En 1968, le P. Gutierrez, alors aumônier des étudiants péruviens, publiait l’ouvrage Théologie de la libération, un mouvement de pensée qui prétend manifester aux plus pauvres le message du Christ sous l’angle de la libération des divers maux sociaux qui les frappent.
« La création d’une société juste et fraternelle est le salut des êtres humains, si par salut nous entendons le passage du moins humain au plus humain. On ne peut pas être chrétien aujourd’hui sans un engagement de libération », écrit ainsi Gustavo Gutierrez. Mais il définissait ainsi sa pensée : « Ce que nous entendons par théologie de la libération est la participation au processus politique révolutionnaire ».
Il explique cette participation. « Ce n’est que dans le dépassement d’une société divisée en classes, (…) et dans la suppression de la propriété privée de la richesse créée par le travail humain, que nous serons en condition de jeter les bases d’une société plus juste. C’est pourquoi les efforts pour programmer une société plus juste en Amérique latine s’orientent de plus en plus vers le socialisme. »
Cette école théologique, née dans un continent aux problématiques propres, s’est ensuite sédimentée dans l’Eglise universelle.
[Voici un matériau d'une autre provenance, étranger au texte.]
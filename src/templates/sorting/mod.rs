//! Order statistics and custom sort keys.

mod class_statistics;
mod coordinate_compression;
mod duty_balance;
mod frequency_sort;
mod ladder_swaps;
mod olympiad_medals;
mod pairing_quality;
mod rope_load;
mod train_seating;
mod trimmed_mean;

pub use class_statistics::ClassStatistics;
pub use coordinate_compression::CoordinateCompression;
pub use duty_balance::DutyBalance;
pub use frequency_sort::FrequencySort;
pub use ladder_swaps::LadderSwaps;
pub use olympiad_medals::OlympiadMedals;
pub use pairing_quality::PairingQuality;
pub use rope_load::RopeLoad;
pub use train_seating::TrainSeating;
pub use trimmed_mean::TrimmedMean;

use crate::traits::DynTemplate;

pub(crate) fn templates() -> Vec<Box<dyn DynTemplate>> {
    vec![
        Box::new(OlympiadMedals),
        Box::new(FrequencySort),
        Box::new(TrimmedMean),
        Box::new(CoordinateCompression),
        Box::new(PairingQuality),
        Box::new(RopeLoad),
        Box::new(DutyBalance),
        Box::new(LadderSwaps),
        Box::new(ClassStatistics),
        Box::new(TrainSeating),
    ]
}
//! Largest sum of a strictly decreasing subsequence.

use crate::templates::prelude::*;

pub struct DecreasingSubsequence;

static INFO: TemplateInfo = TemplateInfo {
    id: "17216",
    title: "Largest decreasing subsequence",
    category: Category::Dp,
    input: &[Field::int("n"), Field::int("a").repeat("n")],
    output: &[Field::int("best")],
    constraints: &["1 <= n <= 1000", "1 <= a <= 1000"],
    samples: &[Sample {
        input: "10\n1 100 2 50 60 8 7 3 6 5\n",
        output: "186\n",
    }],
};

impl Template for DecreasingSubsequence {
    type Input = Vec<u64>;
    type Output = u64;

    fn info(&self) -> &'static TemplateInfo {
        &INFO
    }

    fn parse(&self, sc: &mut Scanner<'_>) -> Result<Vec<u64>, InputError> {
        let n = sc.next_in("n", 1..=1000usize)?;
        sc.values_in("a", n, 1..=1000u64)
    }

    fn solve(&self, a: &Vec<u64>) -> u64 {
        // best[i]: largest sum of a decreasing subsequence ending at i
        let mut best = a.clone();
        for i in 0..a.len() {
            for j in 0..i {
                if a[j] > a[i] {
                    best[i] = best[i].max(best[j] + a[i]);
                }
            }
        }
        best.into_iter().max().unwrap_or(0)
    }

    fn render(&self, output: &u64, out: &mut String) {
        push_line(out, [output]);
    }
}
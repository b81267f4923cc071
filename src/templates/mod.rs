//! Built-in templates, one sub-module per category.
//!
//! Each category module exposes its template types and a `templates()`
//! constructor; [`builtin`] gathers all of them for the catalog.

use crate::traits::DynTemplate;

/// Everything a template file needs.
pub mod prelude {
    pub use crate::category::Category;
    pub use crate::error::InputError;
    pub use crate::grid::Grid;
    pub use crate::scanner::Scanner;
    pub use crate::traits::{Field, Sample, Template, TemplateInfo};
    pub use crate::utils::push_line;
}

pub mod backtracking;
pub mod binary_search;
pub mod bit_mask;
pub mod bruteforcing;
pub mod data_structures;
pub mod divide_and_conquer;
pub mod dp;
pub mod eratosthenes;
pub mod graph_theory;
pub mod graph_traversal;
pub mod greedy;
pub mod implementation;
pub mod math;
pub mod parametric_search;
pub mod prefix_sum;
pub mod shortest_path;
pub mod sorting;
pub mod string;
pub mod tree;

/// Every built-in template, in no particular order.
pub fn builtin() -> Vec<Box<dyn DynTemplate>> {
    let groups: [fn() -> Vec<Box<dyn DynTemplate>>; 19] = [
        binary_search::templates,
        bit_mask::templates,
        bruteforcing::templates,
        backtracking::templates,
        data_structures::templates,
        dp::templates,
        divide_and_conquer::templates,
        eratosthenes::templates,
        graph_theory::templates,
        graph_traversal::templates,
        greedy::templates,
        implementation::templates,
        math::templates,
        parametric_search::templates,
        prefix_sum::templates,
        shortest_path::templates,
        sorting::templates,
        string::templates,
        tree::templates,
    ];
    groups.iter().flat_map(|group| group()).collect()
}

#[cfg(test)]
mod tests {
    use std::collections::HashSet;

    use super::builtin;
    use crate::category::Category;

    #[test]
    fn ids_are_unique_and_numeric() {
        let all = builtin();
        let ids: HashSet<_> = all.iter().map(|t| t.info().id).collect();
        assert_eq!(ids.len(), all.len());
        assert!(all.iter().all(|t| t.info().id.parse::<u32>().is_ok()));
    }

    #[test]
    fn category_sizes() {
        let all = builtin();
        let count = |c: Category| all.iter().filter(|t| t.info().category == c).count();
        assert_eq!(count(Category::Implementation), 35);
        assert_eq!(count(Category::GraphTraversal), 11);
        assert_eq!(count(Category::Sorting), 10);
        assert_eq!(count(Category::Tree), 10);
        assert_eq!(count(Category::ParametricSearch), 1);
    }
}
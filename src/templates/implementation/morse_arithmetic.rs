//! Evaluate a sum of products whose operands are written in a Morse-like
//! tally: `-` 5, `.` 1, `=` 10, `:` 2.

use crate::templates::prelude::*;

pub struct MorseArithmetic;

static INFO: TemplateInfo = TemplateInfo {
    id: "9523",
    title: "Arithmetic with Morse",
    category: Category::Implementation,
    input: &[Field::int("n"), Field::word("token").repeat("2 * n + 1")],
    output: &[Field::int("value")],
    constraints: &[
        "0 <= n <= 100",
        "tokens alternate operand, operator (`+` or `*`), ..., operand",
        "operands are at most 7 tally marks over - . = :",
        "the value is below 2^63",
    ],
    samples: &[
        Sample {
            input: "2\n-- * : + =\n",
            output: "30\n",
        },
        Sample {
            input: "0\n-.\n",
            output: "6\n",
        },
    ],
};

fn tally(sc: &mut Scanner<'_>) -> Result<u64, InputError> {
    let word = sc.word_of("token", |b| b"-.=:".contains(&b))?;
    if word.len() > 7 {
        return Err(InputError::constraint("token", "operand longer than 7 marks"));
    }
    Ok(word
        .bytes()
        .map(|b| match b {
            b'-' => 5,
            b'.' => 1,
            b'=' => 10,
            _ => 2,
        })
        .sum())
}

impl Template for MorseArithmetic {
    /// Products of the sum, each a list of operands.
    type Input = Vec<Vec<u64>>;
    type Output = u64;

    fn info(&self) -> &'static TemplateInfo {
        &INFO
    }

    fn parse(&self, sc: &mut Scanner<'_>) -> Result<Vec<Vec<u64>>, InputError> {
        let n = sc.next_in("n", 0..=100usize)?;
        let mut terms = vec![vec![tally(sc)?]];
        for _ in 0..n {
            match sc.token("token")? {
                "+" => terms.push(Vec::new()),
                "*" => {}
                other => {
                    return Err(InputError::Invalid {
                        field: "token",
                        token: other.to_string(),
                    })
                }
            }
            let operand = tally(sc)?;
            if let Some(term) = terms.last_mut() {
                term.push(operand);
            }
        }
        Ok(terms)
    }

    fn solve(&self, terms: &Vec<Vec<u64>>) -> u64 {
        terms
            .iter()
            .map(|t| t.iter().fold(1u64, |acc, &v| acc.saturating_mul(v)))
            .fold(0u64, u64::saturating_add)
    }

    fn render(&self, output: &u64, out: &mut String) {
        push_line(out, [output]);
    }
}
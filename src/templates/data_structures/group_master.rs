//! Two-way lookup between groups and their members.

use std::collections::{BTreeMap, HashMap};

use crate::templates::prelude::*;

pub struct GroupMaster;

static INFO: TemplateInfo = TemplateInfo {
    id: "16165",
    title: "Girl group master",
    category: Category::DataStructures,
    input: &[
        Field::int("n"),
        Field::int("m"),
        Field::word("group").repeat("n"),
        Field::int("size").repeat("n"),
        Field::word("member").repeat("size"),
        Field::word("name").repeat("m"),
        Field::int("kind").repeat("m"),
    ],
    output: &[Field::word("answer").until_end()],
    constraints: &[
        "1 <= n, m <= 100",
        "1 <= size <= 100",
        "names are unique lowercase words of at most 100 letters",
        "kind 0 asks for the members of a group, kind 1 for a member's group",
    ],
    samples: &[Sample {
        input: "3 4\ntwice\n4\njihyo\ndahyeon\nmina\nmomo\nblackpink\n2\njisoo\nlisa\nredvelvet\n2\nwendy\nirene\nmomo\n1\nblackpink\n0\nirene\n1\ntwice\n0\n",
        output: "twice\njisoo\nlisa\nredvelvet\ndahyeon\njihyo\nmina\nmomo\n",
    }],
};

#[derive(Debug, Clone, PartialEq, Eq)]
pub enum Query {
    Members(String),
    GroupOf(String),
}

#[derive(Debug, Clone)]
pub struct Input {
    pub groups: BTreeMap<String, Vec<String>>,
    pub queries: Vec<Query>,
}

fn name(sc: &mut Scanner<'_>, field: &'static str) -> Result<String, InputError> {
    let w = sc.word_of(field, |b| b.is_ascii_lowercase())?;
    if w.len() > 100 {
        return Err(InputError::constraint(field, "longer than 100 letters"));
    }
    Ok(w.to_string())
}

impl Template for GroupMaster {
    type Input = Input;
    type Output = Vec<String>;

    fn info(&self) -> &'static TemplateInfo {
        &INFO
    }

    fn parse(&self, sc: &mut Scanner<'_>) -> Result<Input, InputError> {
        let n = sc.next_in("n", 1..=100usize)?;
        let m = sc.next_in("m", 1..=100usize)?;
        let mut groups = BTreeMap::new();
        let mut known: HashMap<String, bool> = HashMap::new();
        for _ in 0..n {
            let group = name(sc, "group")?;
            let size = sc.next_in("size", 1..=100usize)?;
            let members = (0..size)
                .map(|_| name(sc, "member"))
                .collect::<Result<Vec<_>, _>>()?;
            for (who, is_group) in members.iter().map(|m| (m, false)).chain([(&group, true)]) {
                if known.insert(who.clone(), is_group).is_some() {
                    return Err(InputError::constraint("name", format!("{who:?} is used twice")));
                }
            }
            groups.insert(group, members);
        }
        let mut queries = Vec::with_capacity(m);
        for _ in 0..m {
            let who = name(sc, "name")?;
            let kind = sc.next_in("kind", 0..=1u8)?;
            match (kind, known.get(&who)) {
                (0, Some(true)) => queries.push(Query::Members(who)),
                (1, Some(false)) => queries.push(Query::GroupOf(who)),
                _ => {
                    return Err(InputError::constraint(
                        "name",
                        format!("no {} named {who:?}", if kind == 0 { "group" } else { "member" }),
                    ))
                }
            }
        }
        Ok(Input { groups, queries })
    }

    fn solve(&self, input: &Input) -> Vec<String> {
        let mut sorted = input.groups.clone();
        let mut group_of: HashMap<&str, &str> = HashMap::new();
        for (group, members) in &input.groups {
            for m in members {
                group_of.insert(m, group);
            }
        }
        sorted.values_mut().for_each(|m| m.sort());

        let mut lines = Vec::new();
        for q in &input.queries {
            match q {
                Query::Members(g) => lines.extend(sorted.get(g).into_iter().flatten().cloned()),
                Query::GroupOf(m) => lines.extend(group_of.get(m.as_str()).map(|g| g.to_string())),
            }
        }
        lines
    }

    fn render(&self, output: &Vec<String>, out: &mut String) {
        for line in output {
            out.push_str(line);
            out.push('\n');
        }
    }
}
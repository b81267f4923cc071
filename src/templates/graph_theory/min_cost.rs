//! Cheapest bus fare between two cities (Dijkstra over directed routes).

use crate::graph::dijkstra;
use crate::templates::prelude::*;

pub struct MinCost;

static INFO: TemplateInfo = TemplateInfo {
    id: "1916",
    title: "Minimum cost",
    category: Category::GraphTheory,
    input: &[
        Field::int("n"),
        Field::int("m"),
        Field::int("route").repeat("3 * m"),
        Field::int("from"),
        Field::int("to"),
    ],
    output: &[Field::int("cost")],
    constraints: &[
        "1 <= n <= 1000",
        "1 <= m <= 100000",
        "each route is `start end fare` with 0 <= fare <= 100000",
        "-1 is printed when the destination cannot be reached",
    ],
    samples: &[Sample {
        input: "5\n8\n1 2 2\n1 3 3\n1 4 1\n1 5 10\n2 4 2\n3 4 1\n3 5 1\n4 5 3\n1 5\n",
        output: "4\n",
    }],
};

#[derive(Debug, Clone)]
pub struct Input {
    /// `(to, fare)` per city, index 0 unused.
    pub routes: Vec<Vec<(usize, u64)>>,
    pub from: usize,
    pub to: usize,
}

impl Template for MinCost {
    type Input = Input;
    type Output = Option<u64>;

    fn info(&self) -> &'static TemplateInfo {
        &INFO
    }

    fn parse(&self, sc: &mut Scanner<'_>) -> Result<Input, InputError> {
        let n = sc.next_in("n", 1..=1000usize)?;
        let m = sc.next_in("m", 1..=100_000usize)?;
        let mut routes = vec![Vec::new(); n + 1];
        for _ in 0..m {
            let s = sc.next_in("route", 1..=n)?;
            let e = sc.next_in("route", 1..=n)?;
            let fare = sc.next_in("route", 0..=100_000u64)?;
            routes[s].push((e, fare));
        }
        let from = sc.next_in("from", 1..=n)?;
        let to = sc.next_in("to", 1..=n)?;
        Ok(Input { routes, from, to })
    }

    fn solve(&self, input: &Input) -> Option<u64> {
        dijkstra(&input.routes, input.from)[input.to]
    }

    fn render(&self, output: &Option<u64>, out: &mut String) {
        match output {
            Some(c) => push_line(out, [c]),
            None => push_line(out, ["-1"]),
        }
    }
}

#[cfg(test)]
mod tests {
    use super::*;

    #[test]
    fn parallel_routes_take_the_cheaper() {
        let input = Input {
            routes: vec![vec![], vec![(2, 9), (2, 4)], vec![]],
            from: 1,
            to: 2,
        };
        assert_eq!(MinCost.solve(&input), Some(4));
    }

    #[test]
    fn one_way_routes() {
        let input = Input {
            routes: vec![vec![], vec![], vec![(1, 1)]],
            from: 1,
            to: 2,
        };
        assert_eq!(MinCost.solve(&input), None);
    }
}
//! Example: look up a template, show its schema and run it.
//!
//! Run with:
//! `cargo run --example run_template`

use judge_templates::Catalog;

fn main() {
    let catalog = Catalog::new();

    let template = match catalog.get_template("11437") {
        Ok(t) => t,
        Err(err) => {
            eprintln!("{err}");
            return;
        }
    };
    let info = template.info();
    println!("{} {} ({})", info.id, info.title, info.category);
    for field in info.input {
        println!("  input  {:<8} {:?}", field.name, field.arity);
    }
    for constraint in info.constraints {
        println!("  - {constraint}");
    }

    // Lowest common ancestors in a tree rooted at 1.
    let input = "7\n1 2\n1 3\n2 4\n2 5\n3 6\n3 7\n3\n4 5\n4 6\n6 7\n";
    match catalog.run("11437", input) {
        Ok(out) => print!("{out}"),
        Err(err) => eprintln!("{err}"),
    }

    // A malformed instance is rejected as a whole.
    if let Err(err) = catalog.run("11437", "3\n1 2\n") {
        println!("rejected: {err}");
    }
}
En 1984, la Congrégation pour la doctrine de la foi, dirigée par le cardinal Josef Ratzinger, est intervenue une première fois pour dénoncer les dérives marxistes à l’œuvre dans ce nouveau courant de pensée, sans pour autant condamner le P. Gutierrez.
Une seconde instruction du même dicastère paraît un an plus tard, plus mitigée, cherchant à dégager certains aspects jugés positifs de la théologie dite de la libération, tout en mettant en garde contre la tentation idéologique dont elle est porteuse si on ne lui met aucun garde-fou.
Par la suite, certains cadres de la Curie romaine se réclament de cette école théologique, tel le cardinal Ludwig Müller, ardent défenseur du P. Gutierrez autant que pourfendeur des évolutions disciplinaires sous l’actuel pontificat.
Le pape François a lui-même rendu hommage en juin 2018 au fondateur de la théologie de la libération, « pour sa contribution à l’Eglise et son amour préférentiel pour les pauvres », comme le rapportait alors le portail d’informations du Vatican. Pour autant, le pontife argentin n’est pas un adepte inconditionnel du mouvement du P. Gutierrez.
Isabelle Schmitz, grand reporter au Figaro ayant travaillé à Radio Vatican, rappelle que le cardinal Jorge Bergoglio, avant son élection au souverain pontificat, mettait « en garde contre la tentation d’idéologiser le message évangélique par une “réduction socialisante”, “une prétention interprétative sur la base d’une herméneutique selon les sciences sociales, (qui) recouvre les champs les plus variés : du libéralisme de marché aux catégories marxistes” ».
L’actuel pontife romain se réclame en effet davantage de la théologie dite du « peuple », un mouvement teinté de péronisme apparu en Argentine dans le sillage de la théologie de la libération avec le P. Lucio Gera, qui reprend l’option préférentielle pour les pauvres, tout en refusant la lutte des classes et préférant se concentrer sur la culture populaire vue comme un vrai chemin de libération.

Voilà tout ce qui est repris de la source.